Exercise goal >> Please print the data again exactly as given.
*** Opening of Information supplied ***
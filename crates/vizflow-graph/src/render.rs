//! Branch/merge rendering of a linear history.
//!
//! Adjacency is restricted to edges with both endpoints in the history.
//! Markup per line:
//!
//! - `a→b`   plain continuation
//! - `a<`    `a` branches; each branch line then opens with `a<`
//! - `a>b`   this segment merges into `b`
//! - `>b`    continuation line after the merge point `b`
//! - `p,q<`  a segment whose first node has several predecessors

use tracing::debug;

use crate::FlowGraph;

const INDENT: &str = "  ";
const ARROW: &str = "→";
const BRANCH: &str = "<";
const MERGE: &str = ">";

impl FlowGraph {
    /// Render `history` as display lines. Nodes are labelled by their 1-based
    /// position in the flow. Identifiers unknown to the flow are skipped.
    pub fn render(&self, history: &[String]) -> Vec<String> {
        let order: Vec<usize> = history
            .iter()
            .filter_map(|id| {
                let index = self.index(id);
                if index.is_none() {
                    debug!(id = %id, "Skipping unknown node while rendering");
                }
                index
            })
            .collect();

        let mut members = vec![false; self.len()];
        for &node in &order {
            members[node] = true;
        }
        let restricted = |row: &[usize]| -> Vec<usize> {
            row.iter().copied().filter(|&i| members[i]).collect()
        };
        let next: Vec<Vec<usize>> = (0..self.len())
            .map(|i| restricted(self.successors(i)))
            .collect();
        let prev: Vec<Vec<usize>> = (0..self.len())
            .map(|i| restricted(self.predecessors(i)))
            .collect();

        let mut lines = Vec::new();
        let mut line = String::new();
        let mut previous: Option<usize> = None;

        for &node in &order {
            if let Some(p) = previous {
                if !next[p].contains(&node) {
                    // `node` opens a segment not continuing from `p`.
                    if !next[p].is_empty() {
                        line.push_str(MERGE);
                        line.push_str(&labels(&next[p]));
                    }
                    lines.push(std::mem::replace(&mut line, INDENT.to_string()));
                    if !prev[node].is_empty() {
                        line.push_str(&labels(&prev[node]));
                        line.push_str(BRANCH);
                    }
                } else if prev[node].len() > 1 {
                    lines.push(format!("{line}{MERGE}{}", label(node)));
                    line = format!("{INDENT}{MERGE}");
                } else if next[p].len() > 1 {
                    // Branch marker already written when `p` was emitted.
                } else {
                    line.push_str(ARROW);
                }
            }

            line.push_str(&label(node).to_string());

            if next[node].len() > 1 {
                lines.push(format!("{line}{BRANCH}"));
                line = format!("{INDENT}{}{BRANCH}", label(node));
            }
            previous = Some(node);
        }

        if !line.is_empty() {
            lines.push(line);
        }
        lines
    }

    /// Render every history from [`get_histories`](FlowGraph::get_histories),
    /// one newline-joined block per history.
    pub fn render_all(&self) -> Vec<String> {
        self.get_histories()
            .iter()
            .map(|history| self.render(history).join("\n"))
            .collect()
    }
}

fn label(index: usize) -> usize {
    index + 1
}

fn labels(indices: &[usize]) -> String {
    indices
        .iter()
        .map(|&i| label(i).to_string())
        .collect::<Vec<_>>()
        .join(",")
}
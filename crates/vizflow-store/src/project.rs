//! A project directory holding one flow store and one node store.

use std::path::PathBuf;

use tracing::info;

use crate::{Result, StoreError};
use crate::entity::{FlowStore, NodeStore};
use crate::node::{NewNode, Node};

/// Where a project lives and how much it caches.
#[derive(Debug, Clone, PartialEq, Eq)]
pub struct ProjectConfig {
    pub base_dir: PathBuf,
    pub flows_dir: String,
    pub nodes_dir: String,
    pub max_flows: usize,
    pub max_nodes: usize,
}

impl Default for ProjectConfig {
    fn default() -> Self {
        Self {
            base_dir: PathBuf::from("project"),
            flows_dir: "flows".to_string(),
            nodes_dir: "nodes".to_string(),
            max_flows: 256,
            max_nodes: 4096,
        }
    }
}

impl ProjectConfig {
    pub fn new(base_dir: impl Into<PathBuf>) -> Self {
        Self {
            base_dir: base_dir.into(),
            ..Self::default()
        }
    }

    pub fn flows_root(&self) -> PathBuf {
        self.base_dir.join(&self.flows_dir)
    }

    pub fn nodes_root(&self) -> PathBuf {
        self.base_dir.join(&self.nodes_dir)
    }
}

#[derive(Debug)]
pub struct Project {
    pub flows: FlowStore,
    pub nodes: NodeStore,
}

impl Project {
    /// Open both stores, reconciling their indexes.
    pub fn open(config: &ProjectConfig) -> Result<Self> {
        let flows = FlowStore::open(config.flows_root(), config.max_flows)?;
        let nodes = NodeStore::open(config.nodes_root(), config.max_nodes)?;
        info!(
            base_dir = %config.base_dir.display(),
            flows = flows.len(),
            nodes = nodes.len(),
            "Opened project"
        );
        Ok(Self { flows, nodes })
    }

    /// Store a new node and attach it to `flow_id`, after `parent` when
    /// given. `parent` must already belong to the flow. A rejected edge
    /// leaves the node stored but unattached.
    pub fn record_exchange(
        &mut self,
        flow_id: &str,
        parent: Option<&str>,
        new: NewNode,
    ) -> Result<Node> {
        // Fail before writing anything if the flow or parent is unknown.
        let flow = self.flows.get(flow_id)?;
        if let Some(parent) = parent
            && !flow.exists(parent)
        {
            return Err(StoreError::NotFound(format!("{parent} in flow {flow_id}")));
        }
        let node = self.nodes.create_node(new)?;
        self.flows.update(flow_id, |flow| match parent {
            Some(parent) => flow.connect(parent, &node.id).map(drop),
            None => {
                flow.add_node(&node.id);
                Ok(())
            }
        })?;
        Ok(node)
    }
}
*** Close of Information supplied ***
Task output >>
filename crates/vizflow-graph/src/render.rs
//! Branch/merge rendering of a linear history.
//!
//! Adjacency is restricted to edges with both endpoints in the history.
//! Markup per line:
//!
//! - `a→b`   plain continuation
//! - `a<`    `a` branches; each branch line then opens with `a<`
//! - `a>b`   this segment merges into `b`
//! - `>b`    continuation line after the merge point `b`
//! - `p,q<`  a segment whose first node has several predecessors

use tracing::debug;

use crate::FlowGraph;

const INDENT: &str = "  ";
const ARROW: &str = "→";
const BRANCH: &str = "<";
const MERGE: &str = ">";

impl FlowGraph {
    /// Render `history` as display lines. Nodes are labelled by their 1-based
    /// position in the flow. Identifiers unknown to the flow are skipped.
    pub fn render(&self, history: &[String]) -> Vec<String> {
        let order: Vec<usize> = history
            .iter()
            .filter_map(|id| {
                let index = self.index(id);
                if index.is_none() {
                    debug!(id = %id, "Skipping unknown node while rendering");
                }
                index
            })
            .collect();

        let mut members = vec![false; self.len()];
        for &node in &order {
            members[node] = true;
        }
        let restricted = |row: &[usize]| -> Vec<usize> {
            row.iter().copied().filter(|&i| members[i]).collect()
        };
        let next: Vec<Vec<usize>> = (0..self.len())
            .map(|i| restricted(self.successors(i)))
            .collect();
        let prev: Vec<Vec<usize>> = (0..self.len())
            .map(|i| restricted(self.predecessors(i)))
            .collect();

        let mut lines = Vec::new();
        let mut line = String::new();
        let mut previous: Option<usize> = None;

        for &node in &order {
            if let Some(p) = previous {
                if !next[p].contains(&node) {
                    // `node` opens a segment not continuing from `p`.
                    if !next[p].is_empty() {
                        line.push_str(MERGE);
                        line.push_str(&labels(&next[p]));
                    }
                    lines.push(std::mem::replace(&mut line, INDENT.to_string()));
                    if !prev[node].is_empty() {
                        line.push_str(&labels(&prev[node]));
                        line.push_str(BRANCH);
                    }
                } else if prev[node].len() > 1 {
                    lines.push(format!("{line}{MERGE}{}", label(node)));
                    line = format!("{INDENT}{MERGE}");
                } else if next[p].len() > 1 {
                    // Branch marker already written when `p` was emitted.
                } else {
                    line.push_str(ARROW);
                }
            }

            line.push_str(&label(node).to_string());

            if next[node].len() > 1 {
                lines.push(format!("{line}{BRANCH}"));
                line = format!("{INDENT}{}{BRANCH}", label(node));
            }
            previous = Some(node);
        }

        if !line.is_empty() {
            lines.push(line);
        }
        lines
    }

    /// Render every history from [`get_histories`](FlowGraph::get_histories),
    /// one newline-joined block per history.
    pub fn render_all(&self) -> Vec<String> {
        self.get_histories()
            .iter()
            .map(|history| self.render(history).join("\n"))
            .collect()
    }
}

fn label(index: usize) -> usize {
    index + 1
}

fn labels(indices: &[usize]) -> String {
    indices
        .iter()
        .map(|&i| label(i).to_string())
        .collect::<Vec<_>>()
        .join(",")
}
filename crates/vizflow-store/src/project.rs
//! A project directory holding one flow store and one node store.

use std::path::PathBuf;

use tracing::info;

use crate::{Result, StoreError};
use crate::entity::{FlowStore, NodeStore};
use crate::node::{NewNode, Node};

/// Where a project lives and how much it caches.
#[derive(Debug, Clone, PartialEq, Eq)]
pub struct ProjectConfig {
    pub base_dir: PathBuf,
    pub flows_dir: String,
    pub nodes_dir: String,
    pub max_flows: usize,
    pub max_nodes: usize,
}

impl Default for ProjectConfig {
    fn default() -> Self {
        Self {
            base_dir: PathBuf::from("project"),
            flows_dir: "flows".to_string(),
            nodes_dir: "nodes".to_string(),
            max_flows: 256,
            max_nodes: 4096,
        }
    }
}

impl ProjectConfig {
    pub fn new(base_dir: impl Into<PathBuf>) -> Self {
        Self {
            base_dir: base_dir.into(),
            ..Self::default()
        }
    }

    pub fn flows_root(&self) -> PathBuf {
        self.base_dir.join(&self.flows_dir)
    }

    pub fn nodes_root(&self) -> PathBuf {
        self.base_dir.join(&self.nodes_dir)
    }
}

#[derive(Debug)]
pub struct Project {
    pub flows: FlowStore,
    pub nodes: NodeStore,
}

impl Project {
    /// Open both stores, reconciling their indexes.
    pub fn open(config: &ProjectConfig) -> Result<Self> {
        let flows = FlowStore::open(config.flows_root(), config.max_flows)?;
        let nodes = NodeStore::open(config.nodes_root(), config.max_nodes)?;
        info!(
            base_dir = %config.base_dir.display(),
            flows = flows.len(),
            nodes = nodes.len(),
            "Opened project"
        );
        Ok(Self { flows, nodes })
    }

    /// Store a new node and attach it to `flow_id`, after `parent` when
    /// given. `parent` must already belong to the flow. A rejected edge
    /// leaves the node stored but unattached.
    pub fn record_exchange(
        &mut self,
        flow_id: &str,
        parent: Option<&str>,
        new: NewNode,
    ) -> Result<Node> {
        // Fail before writing anything if the flow or parent is unknown.
        let flow = self.flows.get(flow_id)?;
        if let Some(parent) = parent
            && !flow.exists(parent)
        {
            return Err(StoreError::NotFound(format!("{parent} in flow {flow_id}")));
        }
        let node = self.nodes.create_node(new)?;
        self.flows.update(flow_id, |flow| match parent {
            Some(parent) => flow.connect(parent, &node.id).map(drop),
            None => {
                flow.add_node(&node.id);
                Ok(())
            }
        })?;
        Ok(node)
    }
}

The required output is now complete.